Le président Abdelmadjid Tebboune a ordonné la révision du projet d’amendement de la loi sur les circonscriptions électorales en associant les partis politiques. Une commission de suivi et de révision du projet de loi sera créée pour déterminer le nombre de sièges à pourvoir au Parlement. Le projet vise à adapter le découpage électoral pour mieux prendre en compte la croissance démographique et la création de nouvelles wilayas. Le nombre de sièges à l’Assemblée populaire nationale (APN) augmentera de 15 sièges, passant de 407 à 422, tandis que le nombre de sièges au Conseil de la nation passera de 174 à 207. Le nombre de circonscriptions électorales passera de 58 à 69. Onze nouvelles wilayas seront créées : Aflou, Barika, Bir El Ater, Ksar Chellala, Aïn Ouessara, M’sila, Ksar El Boukhari, Boussaâda, Labyadh Sidi Cheikh, El Kantara et El Aricha. Dix-neuf sièges seront réaffectés aux nouvelles wilayas. Les wilayas de moins de 200 000 habitants auront trois sièges, tandis que Boussaâda, plus peuplée, en aura quatre. Une circonscription spécifique sera créée pour les Algériens résidant à l’étranger. Le projet de loi a été transmis aux partis politiques pour examen et enrichissement. Ces derniers auront la possibilité de proposer des amendements et de formuler des recommandations. Le projet doit être approuvé avant les élections législatives prévues pour l’été 2026, et l’appel aux urnes doit intervenir au plus tard le 8 avril 2026, soit 90 jours avant la fin de la législature actuelle.

Réforme du système électoral : les partis politiques consultés sur le projet de loi

Cette réforme du système électoral vise à mieux représenter les changements démographiques et territoriaux récents, tout en garantissant la participation des partis politiques à la définition du nouveau découpage.

Cette initiative du président Abdelmadjid Tebboune marque un tournant important dans la gestion démocratique du pays, en offrant une voix plus significative aux partis politiques dans la réforme du système électoral. Le processus de révision et d’adoption du projet de loi est une étape cruciale pour assurer la transparence et la légitimité des futures élections législatives.

Création de nouvelles circonscriptions et réaffectation des sièges aux wilayas

La création de nouvelles circonscriptions et la réaffectation des sièges aux wilayas nouvellement établies reflètent une volonté politique d’adapter le système électoral aux évolutions démographiques et territoriales. Cette adaptation permettra à des régions auparavant sous-représentées d’avoir une voix plus audible dans l’Assemblée populaire nationale et au Conseil de la nation.

La reconnaissance des Algériens résidant à l’étranger par le biais d’une circonscription spécifique est également une avancée significative pour l’inclusion démocratique.
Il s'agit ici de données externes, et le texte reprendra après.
#![recursion_limit = "256"]

mod config;
mod routes;
mod services;
mod state;

#[tokio::main]
async fn main() {
    dotenvy::dotenv().ok();
    tracing_subscriber::fmt::init();

    let config = config::AppConfig::from_env();
    let port = config.port;
    let state = state::AppState::new(config);

    let app = routes::app(state).expect("router assembly failed");
    let listener = tokio::net::TcpListener::bind(format!("0.0.0.0:{port}"))
        .await
        .expect("failed to bind");

    tracing::info!(%port, "rssdeck listening");
    axum::serve(listener, app).await.expect("server failed");
}
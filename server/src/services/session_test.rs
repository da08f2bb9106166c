use super::*;

#[test]
fn login_url_joins_backend_origin() {
    assert_eq!(login_url("http://localhost:8080"), "http://localhost:8080/v1/auth/login");
}

#[test]
fn backend_response_parses_token() {
    let parsed: BackendLoginResponse =
        serde_json::from_str(r#"{"token":"abc123","expires_in":3600}"#).expect("valid body");
    assert_eq!(parsed.token, "abc123");
}

#[test]
fn backend_response_rejects_missing_token() {
    let parsed = serde_json::from_str::<BackendLoginResponse>(r#"{"ok":true}"#);
    assert!(parsed.is_err());
}

#[test]
fn session_error_messages_are_user_safe() {
    assert_eq!(SessionError::InvalidCredentials.to_string(), "invalid credentials");
}
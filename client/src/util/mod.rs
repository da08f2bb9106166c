//! Utility helpers shared across client UI modules.
//!
//! SYSTEM CONTEXT
//! ==============
//! Pure input validation and formatting live here so pages stay focused on
//! orchestration and the rules remain testable off the DOM.

pub mod relative_time;
pub mod validate;
//! Router assembly.
//!
//! SYSTEM CONTEXT
//! ==============
//! This module stitches the session API together with Leptos SSR rendering
//! under a single Axum router. Page routes pass through the session gate
//! middleware before rendering; API routes and static assets do not.

pub mod guard;
pub mod session;

use std::path::PathBuf;

use axum::Router;
use axum::http::StatusCode;
use axum::routing::{get, post};
use leptos::prelude::*;
use leptos_axum::{LeptosRoutes, generate_route_list};
use tower_http::cors::{Any, CorsLayer};
use tower_http::services::ServeDir;
use tower_http::trace::TraceLayer;

use crate::state::AppState;

/// JSON API routes for the browser client.
fn api_routes(state: AppState) -> Router {
    let cors = CorsLayer::new()
        .allow_origin(Any)
        .allow_methods(Any)
        .allow_headers(Any);

    Router::new()
        .route("/api/session", post(session::create))
        .route("/healthz", get(healthz))
        .layer(cors)
        .with_state(state)
}

/// Full application router: session API + guarded Leptos SSR pages + assets.
///
/// # Errors
///
/// Returns an error if the Leptos configuration cannot be loaded (missing or
/// malformed `Cargo.toml` `[package.metadata.leptos]` section).
pub fn app(state: AppState) -> Result<Router, String> {
    let conf = get_configuration(None).map_err(|e| format!("leptos configuration: {e}"))?;
    let leptos_options = conf.leptos_options;
    let routes = generate_route_list(client::app::App);

    let leptos_router = Router::new()
        .leptos_routes(&leptos_options, routes, {
            let opts = leptos_options.clone();
            move || client::app::shell(opts.clone())
        })
        .layer(axum::middleware::from_fn(guard::route_guard))
        .with_state(leptos_options.clone());

    let site_root_path = PathBuf::from(leptos_options.site_root.as_ref());

    Ok(api_routes(state)
        .merge(leptos_router)
        .nest_service("/pkg", ServeDir::new(site_root_path.join("pkg")))
        .layer(TraceLayer::new_for_http()))
}

async fn healthz() -> StatusCode {
    StatusCode::OK
}
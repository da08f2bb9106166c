//! Networking modules for the aggregation backend's REST API.
//!
//! SYSTEM CONTEXT
//! ==============
//! `api` owns every HTTP call the client makes: login via the SSR host's
//! session endpoint, everything else straight to the backend `/v1/*` routes
//! with a bearer header read from the cookie session store.

pub mod api;
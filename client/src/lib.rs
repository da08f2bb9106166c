//! # client
//!
//! Leptos + WASM frontend for the RSS Deck feed reader.
//!
//! This crate contains pages, components, application state, the cookie
//! session store, and the REST bindings to the aggregation backend. It is
//! rendered server-side by the `server` crate and hydrated in the browser.

pub mod app;
pub mod components;
pub mod net;
pub mod pages;
pub mod session;
pub mod state;
pub mod util;

#[cfg(feature = "hydrate")]
#[wasm_bindgen::prelude::wasm_bindgen]
pub fn hydrate() {
    console_error_panic_hook::set_once();
    let _ = console_log::init_with_level(log::Level::Info);
    leptos::mount::hydrate_body(app::App);
}
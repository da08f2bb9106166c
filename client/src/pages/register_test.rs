use super::*;

// ============================================================================
// Field presence
// ============================================================================

#[test]
fn validate_register_input_requires_name_and_email() {
    assert_eq!(
        validate_register_input("", "a@b.com", "Passw0rd!", "Passw0rd!").err(),
        Some("Enter your name and email.")
    );
    assert_eq!(
        validate_register_input("Ada", "   ", "Passw0rd!", "Passw0rd!").err(),
        Some("Enter your name and email.")
    );
}

#[test]
fn validate_register_input_trims_name_and_email() {
    let input = validate_register_input("  Ada  ", " a@b.com ", "Passw0rd!", "Passw0rd!")
        .expect("valid input");
    assert_eq!(input.name, "Ada");
    assert_eq!(input.email, "a@b.com");
    assert_eq!(input.password, "Passw0rd!");
}

// ============================================================================
// Password rules run before any request is built
// ============================================================================

#[test]
fn validate_register_input_rejects_weak_password() {
    assert_eq!(
        validate_register_input("Ada", "a@b.com", "short1!", "short1!").err(),
        Some("Password must be at least 8 characters long")
    );
}

#[test]
fn validate_register_input_rejects_mismatched_confirmation() {
    assert_eq!(
        validate_register_input("Ada", "a@b.com", "Passw0rd!", "Other0rd!").err(),
        Some("Passwords do not match")
    );
}
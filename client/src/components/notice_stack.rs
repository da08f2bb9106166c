//! Transient notification stack rendered above every page.

use leptos::prelude::*;

use crate::state::ui::{NoticeLevel, UiState};

/// Push a notice and schedule its auto-dismissal in the browser.
pub fn notify(ui: RwSignal<UiState>, level: NoticeLevel, message: impl Into<String>) {
    let message = message.into();
    let mut id = 0;
    ui.update(|state| id = state.push(level, message));
    #[cfg(feature = "hydrate")]
    leptos::task::spawn_local(async move {
        gloo_timers::future::sleep(std::time::Duration::from_secs(4)).await;
        ui.update(|state| state.dismiss(id));
    });
    #[cfg(not(feature = "hydrate"))]
    let _ = id;
}

/// Renders the current notices with manual dismiss buttons.
#[component]
pub fn NoticeStack() -> impl IntoView {
    let ui = expect_context::<RwSignal<UiState>>();

    view! {
        <div class="notice-stack">
            {move || {
                ui.get()
                    .notices
                    .into_iter()
                    .map(|notice| {
                        let id = notice.id;
                        let class = format!("notice notice--{}", notice.level.css_class());
                        view! {
                            <div class=class>
                                <span class="notice__message">{notice.message}</span>
                                <button
                                    class="notice__dismiss"
                                    on:click=move |_| ui.update(|state| state.dismiss(id))
                                >
                                    "×"
                                </button>
                            </div>
                        }
                    })
                    .collect::<Vec<_>>()
            }}
        </div>
    }
}
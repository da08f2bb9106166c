//! Server configuration loaded from environment variables.

#[cfg(test)]
#[path = "config_test.rs"]
mod config_test;

const DEFAULT_PORT: u16 = 3000;
const DEFAULT_API_BASE: &str = "http://localhost:8080";

/// Runtime configuration for the SSR host.
#[derive(Debug, Clone)]
pub struct AppConfig {
    /// Port the HTTP server binds to.
    pub port: u16,
    /// Origin of the feed backend, without a trailing slash.
    pub api_base: String,
}

impl AppConfig {
    /// Load from `PORT` and `API_BASE_URL`, falling back to defaults for
    /// anything missing or unparseable.
    #[must_use]
    pub fn from_env() -> Self {
        let port = std::env::var("PORT")
            .ok()
            .and_then(|raw| raw.trim().parse().ok())
            .unwrap_or(DEFAULT_PORT);
        let api_base = std::env::var("API_BASE_URL")
            .map(|raw| normalize_base(&raw))
            .unwrap_or_else(|_| DEFAULT_API_BASE.to_owned());
        Self { port, api_base }
    }
}

impl Default for AppConfig {
    fn default() -> Self {
        Self { port: DEFAULT_PORT, api_base: DEFAULT_API_BASE.to_owned() }
    }
}

/// Trim whitespace and any trailing slashes so URL joins stay predictable.
fn normalize_base(raw: &str) -> String {
    raw.trim().trim_end_matches('/').to_owned()
}
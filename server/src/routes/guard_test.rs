use super::*;

fn jar_with(name: &str, value: &str) -> CookieJar {
    CookieJar::new().add(Cookie::new(name.to_owned(), value.to_owned()))
}

// ============================================================================
// Cookie presence
// ============================================================================

#[test]
fn has_session_true_for_nonempty_token() {
    assert!(has_session(&jar_with(TOKEN_COOKIE, "abc123")));
}

#[test]
fn has_session_false_for_missing_cookie() {
    assert!(!has_session(&CookieJar::new()));
}

#[test]
fn has_session_false_for_empty_token() {
    assert!(!has_session(&jar_with(TOKEN_COOKIE, "")));
}

#[test]
fn has_session_ignores_other_cookies() {
    assert!(!has_session(&jar_with("userEmail", "a@b.com")));
}

// ============================================================================
// Shared policy agreement
// ============================================================================

#[test]
fn gate_redirects_follow_shared_policy() {
    use models::guard::{GuardDecision, decide};

    assert_eq!(decide("/feeds", false), GuardDecision::RedirectLogin);
    assert_eq!(decide("/login", true), GuardDecision::RedirectHome);
    assert_eq!(decide("/feeds", true), GuardDecision::Allow);
    assert_eq!(decide("/login", false), GuardDecision::Allow);
}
Cette mesure reconnaît le rôle important que les citoyens algériens à l’étranger jouent dans la vie politique du pays et leur droit de participer activement aux élections, ce qui est essentiel pour une représentation plus complète de la société algérienne.

L’implication des partis politiques dans le processus de révision du projet de loi est un pas vers une démocratie plus participative. Cela permet non seulement de garantir que les recommandations soient bien étudiées et discutées, mais aussi d’inciter ces partis à prendre part activement à la vie politique du pays. Cette démarche contribue à renforcer la confiance des citoyens envers leurs institutions politiques et à promouvoir un climat de dialogue et de collaboration entre les différentes forces politiques.

Cette réforme du système électoral est une étape importante vers une démocratie plus représentative et participative en Algérie. Elle permet de mieux refléter les changements démographiques et territoriaux récents tout en garantissant une participation accrue des partis politiques et des citoyens algériens dans la définition du nouveau découpage électoral. Cette initiative ouvre la voie à une élection législative plus inclusive et démocratique en 2026.